◆ TRY IT
Each line in the records below that has the word "BufferUsages" should be copied.

◆ GIVEN DATA
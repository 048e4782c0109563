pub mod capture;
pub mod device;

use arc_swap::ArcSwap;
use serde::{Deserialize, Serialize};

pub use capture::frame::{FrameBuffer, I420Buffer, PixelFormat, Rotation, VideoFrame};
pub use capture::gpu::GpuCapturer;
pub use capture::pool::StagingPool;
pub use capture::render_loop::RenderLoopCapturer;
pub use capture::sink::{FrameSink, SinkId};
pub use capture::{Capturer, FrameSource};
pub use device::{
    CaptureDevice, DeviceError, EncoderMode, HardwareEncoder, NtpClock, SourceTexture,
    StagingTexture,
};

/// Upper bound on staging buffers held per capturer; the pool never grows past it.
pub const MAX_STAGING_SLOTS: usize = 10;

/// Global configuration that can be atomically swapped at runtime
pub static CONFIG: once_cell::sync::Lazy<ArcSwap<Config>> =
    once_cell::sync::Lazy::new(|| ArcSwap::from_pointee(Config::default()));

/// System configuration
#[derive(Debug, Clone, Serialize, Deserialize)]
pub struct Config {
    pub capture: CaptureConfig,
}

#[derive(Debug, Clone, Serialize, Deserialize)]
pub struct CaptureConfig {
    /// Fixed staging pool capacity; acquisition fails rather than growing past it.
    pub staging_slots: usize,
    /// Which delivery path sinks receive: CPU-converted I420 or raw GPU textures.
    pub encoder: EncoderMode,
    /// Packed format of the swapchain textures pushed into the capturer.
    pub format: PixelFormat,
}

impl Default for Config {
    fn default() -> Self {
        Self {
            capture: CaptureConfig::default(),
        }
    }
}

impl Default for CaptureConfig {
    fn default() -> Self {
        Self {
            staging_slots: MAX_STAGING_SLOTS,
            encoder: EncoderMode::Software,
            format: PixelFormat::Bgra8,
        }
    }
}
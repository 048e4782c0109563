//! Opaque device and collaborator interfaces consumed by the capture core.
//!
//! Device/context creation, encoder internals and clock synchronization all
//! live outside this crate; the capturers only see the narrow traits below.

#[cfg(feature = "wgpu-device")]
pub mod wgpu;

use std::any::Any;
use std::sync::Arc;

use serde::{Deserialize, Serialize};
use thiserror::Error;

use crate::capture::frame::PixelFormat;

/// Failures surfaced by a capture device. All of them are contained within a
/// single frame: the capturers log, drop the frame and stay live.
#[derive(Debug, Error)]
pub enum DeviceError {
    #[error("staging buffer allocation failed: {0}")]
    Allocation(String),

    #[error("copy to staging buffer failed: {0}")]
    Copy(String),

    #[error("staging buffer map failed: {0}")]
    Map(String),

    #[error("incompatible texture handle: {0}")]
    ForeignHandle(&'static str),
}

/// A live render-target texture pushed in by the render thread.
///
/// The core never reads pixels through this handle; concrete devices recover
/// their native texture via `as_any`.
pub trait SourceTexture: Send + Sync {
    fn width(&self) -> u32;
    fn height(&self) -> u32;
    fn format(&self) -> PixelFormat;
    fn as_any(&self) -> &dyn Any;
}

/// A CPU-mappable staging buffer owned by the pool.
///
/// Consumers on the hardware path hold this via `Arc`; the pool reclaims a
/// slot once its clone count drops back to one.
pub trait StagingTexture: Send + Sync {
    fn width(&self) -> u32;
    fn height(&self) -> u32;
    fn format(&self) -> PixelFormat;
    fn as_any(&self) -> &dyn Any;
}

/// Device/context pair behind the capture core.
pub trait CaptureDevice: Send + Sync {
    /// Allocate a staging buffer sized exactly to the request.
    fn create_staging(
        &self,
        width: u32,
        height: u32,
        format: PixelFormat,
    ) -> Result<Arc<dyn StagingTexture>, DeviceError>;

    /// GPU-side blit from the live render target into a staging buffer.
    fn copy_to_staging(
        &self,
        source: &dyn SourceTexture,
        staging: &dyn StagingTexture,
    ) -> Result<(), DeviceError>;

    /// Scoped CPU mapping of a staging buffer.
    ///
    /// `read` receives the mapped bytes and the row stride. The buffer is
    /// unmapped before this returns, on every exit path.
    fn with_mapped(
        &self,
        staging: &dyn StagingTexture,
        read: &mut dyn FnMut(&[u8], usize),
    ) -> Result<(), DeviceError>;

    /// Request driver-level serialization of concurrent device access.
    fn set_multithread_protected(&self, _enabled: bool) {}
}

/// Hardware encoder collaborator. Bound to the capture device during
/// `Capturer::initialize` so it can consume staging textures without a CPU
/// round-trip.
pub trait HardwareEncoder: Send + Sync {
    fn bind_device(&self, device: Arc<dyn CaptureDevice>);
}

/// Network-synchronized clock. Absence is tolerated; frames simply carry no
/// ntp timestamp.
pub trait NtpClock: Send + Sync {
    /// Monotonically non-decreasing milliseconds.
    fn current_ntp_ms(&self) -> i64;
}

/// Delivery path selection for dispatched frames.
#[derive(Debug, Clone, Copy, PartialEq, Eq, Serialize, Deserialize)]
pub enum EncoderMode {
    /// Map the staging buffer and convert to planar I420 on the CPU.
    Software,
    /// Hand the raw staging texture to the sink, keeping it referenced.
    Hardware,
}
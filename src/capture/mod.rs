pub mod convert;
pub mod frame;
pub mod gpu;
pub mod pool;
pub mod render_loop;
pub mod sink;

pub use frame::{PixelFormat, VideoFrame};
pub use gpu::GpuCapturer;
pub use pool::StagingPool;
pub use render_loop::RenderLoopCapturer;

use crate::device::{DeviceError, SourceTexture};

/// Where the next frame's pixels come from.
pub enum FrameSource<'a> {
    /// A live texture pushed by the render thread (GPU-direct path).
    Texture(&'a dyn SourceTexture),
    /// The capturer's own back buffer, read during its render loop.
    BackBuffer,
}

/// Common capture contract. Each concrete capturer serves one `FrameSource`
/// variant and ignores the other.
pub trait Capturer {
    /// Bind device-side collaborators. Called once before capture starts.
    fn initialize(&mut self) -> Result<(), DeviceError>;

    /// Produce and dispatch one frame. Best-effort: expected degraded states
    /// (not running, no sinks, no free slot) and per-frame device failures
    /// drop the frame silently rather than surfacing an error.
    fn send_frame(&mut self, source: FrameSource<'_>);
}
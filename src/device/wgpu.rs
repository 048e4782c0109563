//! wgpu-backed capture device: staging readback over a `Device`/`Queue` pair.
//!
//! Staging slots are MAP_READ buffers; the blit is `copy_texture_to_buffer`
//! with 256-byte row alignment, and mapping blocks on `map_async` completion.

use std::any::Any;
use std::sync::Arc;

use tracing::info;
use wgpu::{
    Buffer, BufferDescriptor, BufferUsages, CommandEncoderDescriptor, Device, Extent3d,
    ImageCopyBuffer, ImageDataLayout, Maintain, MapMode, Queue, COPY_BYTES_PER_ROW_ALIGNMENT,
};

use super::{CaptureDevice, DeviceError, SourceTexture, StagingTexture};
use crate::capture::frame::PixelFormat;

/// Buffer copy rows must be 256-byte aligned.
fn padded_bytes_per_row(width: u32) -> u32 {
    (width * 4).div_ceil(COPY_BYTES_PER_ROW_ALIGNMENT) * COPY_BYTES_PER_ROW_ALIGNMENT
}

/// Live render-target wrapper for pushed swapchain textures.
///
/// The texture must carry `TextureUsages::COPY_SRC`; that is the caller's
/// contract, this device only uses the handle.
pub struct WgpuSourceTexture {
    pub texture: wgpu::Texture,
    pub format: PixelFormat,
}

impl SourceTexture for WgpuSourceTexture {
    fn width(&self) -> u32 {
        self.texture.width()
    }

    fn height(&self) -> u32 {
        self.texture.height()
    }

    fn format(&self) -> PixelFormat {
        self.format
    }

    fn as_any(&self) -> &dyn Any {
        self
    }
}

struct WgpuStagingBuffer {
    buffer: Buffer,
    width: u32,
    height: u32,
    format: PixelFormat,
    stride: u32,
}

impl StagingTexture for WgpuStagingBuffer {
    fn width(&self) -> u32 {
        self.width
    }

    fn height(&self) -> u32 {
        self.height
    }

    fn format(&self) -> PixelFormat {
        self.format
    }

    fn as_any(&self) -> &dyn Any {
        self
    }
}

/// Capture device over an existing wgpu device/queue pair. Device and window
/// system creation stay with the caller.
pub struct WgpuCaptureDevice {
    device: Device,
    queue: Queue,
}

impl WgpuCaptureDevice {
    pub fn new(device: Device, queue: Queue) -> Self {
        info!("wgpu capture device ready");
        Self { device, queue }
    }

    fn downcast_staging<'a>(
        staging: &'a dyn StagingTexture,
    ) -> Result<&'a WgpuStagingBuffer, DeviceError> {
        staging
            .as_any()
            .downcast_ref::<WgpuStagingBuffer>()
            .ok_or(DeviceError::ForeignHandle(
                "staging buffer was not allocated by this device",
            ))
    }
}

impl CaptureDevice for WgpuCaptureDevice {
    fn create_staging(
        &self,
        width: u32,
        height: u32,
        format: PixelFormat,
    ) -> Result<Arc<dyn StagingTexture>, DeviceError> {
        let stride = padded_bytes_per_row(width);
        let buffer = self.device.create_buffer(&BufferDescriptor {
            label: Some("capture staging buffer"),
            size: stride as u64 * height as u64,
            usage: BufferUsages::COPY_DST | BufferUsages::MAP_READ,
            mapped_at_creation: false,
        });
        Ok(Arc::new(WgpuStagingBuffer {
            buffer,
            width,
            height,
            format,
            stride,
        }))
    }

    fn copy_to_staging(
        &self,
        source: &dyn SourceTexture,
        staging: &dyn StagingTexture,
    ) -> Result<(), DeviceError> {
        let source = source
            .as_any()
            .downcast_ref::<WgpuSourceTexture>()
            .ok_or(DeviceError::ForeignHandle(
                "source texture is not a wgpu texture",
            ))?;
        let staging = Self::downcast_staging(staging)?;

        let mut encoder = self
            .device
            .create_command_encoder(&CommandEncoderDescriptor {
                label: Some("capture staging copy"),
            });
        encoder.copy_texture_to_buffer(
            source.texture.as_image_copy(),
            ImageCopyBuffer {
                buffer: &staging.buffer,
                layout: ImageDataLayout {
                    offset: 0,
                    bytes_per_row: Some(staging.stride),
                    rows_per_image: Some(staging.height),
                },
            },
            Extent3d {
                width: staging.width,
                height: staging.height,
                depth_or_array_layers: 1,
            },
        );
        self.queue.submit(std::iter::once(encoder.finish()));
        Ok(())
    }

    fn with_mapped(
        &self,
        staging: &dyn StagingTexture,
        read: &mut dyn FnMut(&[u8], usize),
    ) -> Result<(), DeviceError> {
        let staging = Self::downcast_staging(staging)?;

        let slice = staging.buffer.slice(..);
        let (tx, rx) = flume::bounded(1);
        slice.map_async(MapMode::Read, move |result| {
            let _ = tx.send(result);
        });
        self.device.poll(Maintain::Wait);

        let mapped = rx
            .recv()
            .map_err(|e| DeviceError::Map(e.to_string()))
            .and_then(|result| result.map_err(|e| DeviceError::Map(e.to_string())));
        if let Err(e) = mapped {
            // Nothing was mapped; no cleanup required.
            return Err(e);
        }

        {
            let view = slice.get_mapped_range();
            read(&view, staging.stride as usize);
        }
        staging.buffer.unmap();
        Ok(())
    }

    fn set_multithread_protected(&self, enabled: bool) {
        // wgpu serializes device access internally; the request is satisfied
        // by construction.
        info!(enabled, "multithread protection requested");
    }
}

◆ ANSWER FOR THE TASK
    Buffer, BufferDescriptor, BufferUsages, CommandEncoderDescriptor, Device, Extent3d,
            usage: BufferUsages::COPY_DST | BufferUsages::MAP_READ,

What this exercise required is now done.